Where the word "only" occurs in a line of the listing below, copy that line.
╭─ Data extract
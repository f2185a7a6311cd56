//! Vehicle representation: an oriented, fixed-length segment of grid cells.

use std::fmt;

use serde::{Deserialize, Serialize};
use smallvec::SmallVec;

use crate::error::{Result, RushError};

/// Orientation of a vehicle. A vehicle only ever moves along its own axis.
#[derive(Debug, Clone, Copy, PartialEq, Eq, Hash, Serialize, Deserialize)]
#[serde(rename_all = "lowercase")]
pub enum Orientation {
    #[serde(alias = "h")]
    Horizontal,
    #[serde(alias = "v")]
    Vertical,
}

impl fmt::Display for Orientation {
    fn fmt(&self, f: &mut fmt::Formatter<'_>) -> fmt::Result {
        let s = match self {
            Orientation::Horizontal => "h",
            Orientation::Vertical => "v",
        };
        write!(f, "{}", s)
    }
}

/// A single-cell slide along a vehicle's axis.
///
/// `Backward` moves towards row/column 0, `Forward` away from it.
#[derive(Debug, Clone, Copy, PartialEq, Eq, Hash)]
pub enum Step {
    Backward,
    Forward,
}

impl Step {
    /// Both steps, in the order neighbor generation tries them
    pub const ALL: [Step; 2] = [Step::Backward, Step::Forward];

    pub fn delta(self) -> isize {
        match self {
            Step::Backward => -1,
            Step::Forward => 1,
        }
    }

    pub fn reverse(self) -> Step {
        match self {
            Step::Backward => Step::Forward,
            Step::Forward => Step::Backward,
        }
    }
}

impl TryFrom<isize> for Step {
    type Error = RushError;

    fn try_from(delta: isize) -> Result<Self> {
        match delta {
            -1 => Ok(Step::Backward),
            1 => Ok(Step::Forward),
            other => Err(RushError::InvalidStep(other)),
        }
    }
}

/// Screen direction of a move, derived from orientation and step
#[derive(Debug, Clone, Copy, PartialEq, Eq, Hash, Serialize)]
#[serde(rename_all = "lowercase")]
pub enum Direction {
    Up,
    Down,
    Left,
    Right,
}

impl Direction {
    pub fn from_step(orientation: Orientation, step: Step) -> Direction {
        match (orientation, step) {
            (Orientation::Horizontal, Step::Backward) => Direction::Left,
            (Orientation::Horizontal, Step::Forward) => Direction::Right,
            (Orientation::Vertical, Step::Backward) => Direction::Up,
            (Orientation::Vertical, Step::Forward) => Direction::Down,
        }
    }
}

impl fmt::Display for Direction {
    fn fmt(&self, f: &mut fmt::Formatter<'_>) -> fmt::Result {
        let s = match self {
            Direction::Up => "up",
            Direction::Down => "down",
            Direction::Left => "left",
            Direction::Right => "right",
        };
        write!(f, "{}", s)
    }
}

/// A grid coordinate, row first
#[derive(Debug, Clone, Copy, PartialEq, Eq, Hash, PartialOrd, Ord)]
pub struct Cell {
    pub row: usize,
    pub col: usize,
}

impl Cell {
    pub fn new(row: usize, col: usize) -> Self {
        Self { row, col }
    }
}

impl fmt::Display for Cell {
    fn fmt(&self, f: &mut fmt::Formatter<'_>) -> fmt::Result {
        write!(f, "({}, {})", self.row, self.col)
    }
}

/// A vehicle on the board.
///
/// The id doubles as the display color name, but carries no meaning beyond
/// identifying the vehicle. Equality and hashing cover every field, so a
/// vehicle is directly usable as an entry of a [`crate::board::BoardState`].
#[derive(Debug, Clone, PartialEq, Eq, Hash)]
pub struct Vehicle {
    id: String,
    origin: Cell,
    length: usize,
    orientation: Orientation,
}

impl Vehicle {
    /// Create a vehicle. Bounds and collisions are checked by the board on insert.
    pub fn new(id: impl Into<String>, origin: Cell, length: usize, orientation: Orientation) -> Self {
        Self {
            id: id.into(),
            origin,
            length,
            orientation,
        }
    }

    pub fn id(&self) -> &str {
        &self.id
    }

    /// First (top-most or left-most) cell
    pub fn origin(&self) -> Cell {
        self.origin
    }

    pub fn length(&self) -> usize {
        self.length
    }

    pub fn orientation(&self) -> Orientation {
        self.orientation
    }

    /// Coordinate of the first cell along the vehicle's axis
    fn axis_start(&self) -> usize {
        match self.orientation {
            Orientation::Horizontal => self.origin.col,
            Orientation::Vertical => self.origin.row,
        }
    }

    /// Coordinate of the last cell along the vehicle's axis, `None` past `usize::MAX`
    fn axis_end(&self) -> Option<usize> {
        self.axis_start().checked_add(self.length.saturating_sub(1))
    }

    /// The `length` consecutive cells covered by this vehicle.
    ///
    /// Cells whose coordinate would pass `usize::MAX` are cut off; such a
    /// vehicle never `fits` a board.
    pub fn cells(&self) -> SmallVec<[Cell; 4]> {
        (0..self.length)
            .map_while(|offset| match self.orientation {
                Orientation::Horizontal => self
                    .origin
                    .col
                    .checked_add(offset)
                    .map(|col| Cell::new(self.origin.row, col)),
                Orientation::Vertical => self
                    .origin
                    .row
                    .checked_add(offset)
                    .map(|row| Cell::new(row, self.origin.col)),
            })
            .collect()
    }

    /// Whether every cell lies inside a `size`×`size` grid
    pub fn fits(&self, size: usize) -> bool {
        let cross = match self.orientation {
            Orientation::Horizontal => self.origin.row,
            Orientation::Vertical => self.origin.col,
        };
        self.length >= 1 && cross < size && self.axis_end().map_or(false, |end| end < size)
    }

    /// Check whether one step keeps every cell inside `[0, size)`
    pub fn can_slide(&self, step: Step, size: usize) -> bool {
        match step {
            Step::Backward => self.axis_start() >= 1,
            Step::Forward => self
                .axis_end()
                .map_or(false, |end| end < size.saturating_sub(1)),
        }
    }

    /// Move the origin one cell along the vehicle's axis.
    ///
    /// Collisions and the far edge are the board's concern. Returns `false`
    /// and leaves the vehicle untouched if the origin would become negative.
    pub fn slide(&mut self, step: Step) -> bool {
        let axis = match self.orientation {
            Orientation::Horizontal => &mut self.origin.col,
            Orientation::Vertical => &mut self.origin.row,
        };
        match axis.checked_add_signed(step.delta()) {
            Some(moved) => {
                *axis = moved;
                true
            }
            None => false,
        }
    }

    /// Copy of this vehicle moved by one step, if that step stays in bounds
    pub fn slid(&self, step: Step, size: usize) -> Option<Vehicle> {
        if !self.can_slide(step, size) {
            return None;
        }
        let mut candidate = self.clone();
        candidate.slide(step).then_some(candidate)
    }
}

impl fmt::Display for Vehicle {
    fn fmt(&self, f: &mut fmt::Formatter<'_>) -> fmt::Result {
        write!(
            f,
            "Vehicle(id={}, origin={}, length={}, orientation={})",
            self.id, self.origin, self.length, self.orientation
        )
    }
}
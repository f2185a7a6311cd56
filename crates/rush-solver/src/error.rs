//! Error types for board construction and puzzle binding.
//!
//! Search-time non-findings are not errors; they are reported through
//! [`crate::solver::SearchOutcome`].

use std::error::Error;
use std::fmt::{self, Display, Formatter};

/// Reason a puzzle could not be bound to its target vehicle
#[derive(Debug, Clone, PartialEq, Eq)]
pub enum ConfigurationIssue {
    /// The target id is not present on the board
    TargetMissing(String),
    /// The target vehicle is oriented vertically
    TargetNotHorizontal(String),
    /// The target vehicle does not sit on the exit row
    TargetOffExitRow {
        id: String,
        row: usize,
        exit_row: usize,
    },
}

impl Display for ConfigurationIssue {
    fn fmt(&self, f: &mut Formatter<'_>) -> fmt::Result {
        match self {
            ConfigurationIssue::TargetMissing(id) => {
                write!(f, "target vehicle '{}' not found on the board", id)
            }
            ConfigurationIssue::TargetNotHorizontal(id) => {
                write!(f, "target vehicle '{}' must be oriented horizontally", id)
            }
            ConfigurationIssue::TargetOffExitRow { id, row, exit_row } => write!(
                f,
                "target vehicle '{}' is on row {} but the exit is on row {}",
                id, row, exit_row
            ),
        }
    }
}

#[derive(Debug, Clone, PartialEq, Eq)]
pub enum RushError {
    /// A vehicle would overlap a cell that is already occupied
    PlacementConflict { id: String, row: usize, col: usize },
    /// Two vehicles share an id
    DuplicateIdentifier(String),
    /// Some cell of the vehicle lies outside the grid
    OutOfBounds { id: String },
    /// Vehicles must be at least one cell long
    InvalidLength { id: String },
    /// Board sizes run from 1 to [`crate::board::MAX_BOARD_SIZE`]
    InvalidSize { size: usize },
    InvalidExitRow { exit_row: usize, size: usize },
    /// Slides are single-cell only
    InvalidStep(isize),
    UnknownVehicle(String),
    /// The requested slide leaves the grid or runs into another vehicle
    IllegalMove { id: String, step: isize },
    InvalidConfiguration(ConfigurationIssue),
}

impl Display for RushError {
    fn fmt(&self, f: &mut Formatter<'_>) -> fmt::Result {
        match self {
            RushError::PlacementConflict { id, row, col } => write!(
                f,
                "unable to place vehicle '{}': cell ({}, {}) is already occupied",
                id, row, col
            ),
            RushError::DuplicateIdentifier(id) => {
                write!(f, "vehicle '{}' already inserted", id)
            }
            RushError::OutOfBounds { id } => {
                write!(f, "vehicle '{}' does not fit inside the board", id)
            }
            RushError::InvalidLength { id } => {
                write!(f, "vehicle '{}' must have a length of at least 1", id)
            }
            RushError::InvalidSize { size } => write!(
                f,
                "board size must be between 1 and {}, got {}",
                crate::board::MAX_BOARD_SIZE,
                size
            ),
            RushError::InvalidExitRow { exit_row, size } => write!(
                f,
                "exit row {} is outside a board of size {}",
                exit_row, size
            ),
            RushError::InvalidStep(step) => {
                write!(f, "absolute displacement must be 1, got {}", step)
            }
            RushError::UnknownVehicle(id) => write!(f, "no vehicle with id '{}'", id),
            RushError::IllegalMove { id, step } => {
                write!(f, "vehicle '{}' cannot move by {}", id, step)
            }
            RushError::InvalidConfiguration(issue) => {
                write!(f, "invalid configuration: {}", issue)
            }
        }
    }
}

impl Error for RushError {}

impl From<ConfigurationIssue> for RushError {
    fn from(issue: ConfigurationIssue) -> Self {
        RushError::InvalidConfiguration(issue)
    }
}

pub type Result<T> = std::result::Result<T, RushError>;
╰─
> [Exercise output]:
/// Orientation of a vehicle. A vehicle only ever moves along its own axis.
    /// Slides are single-cell only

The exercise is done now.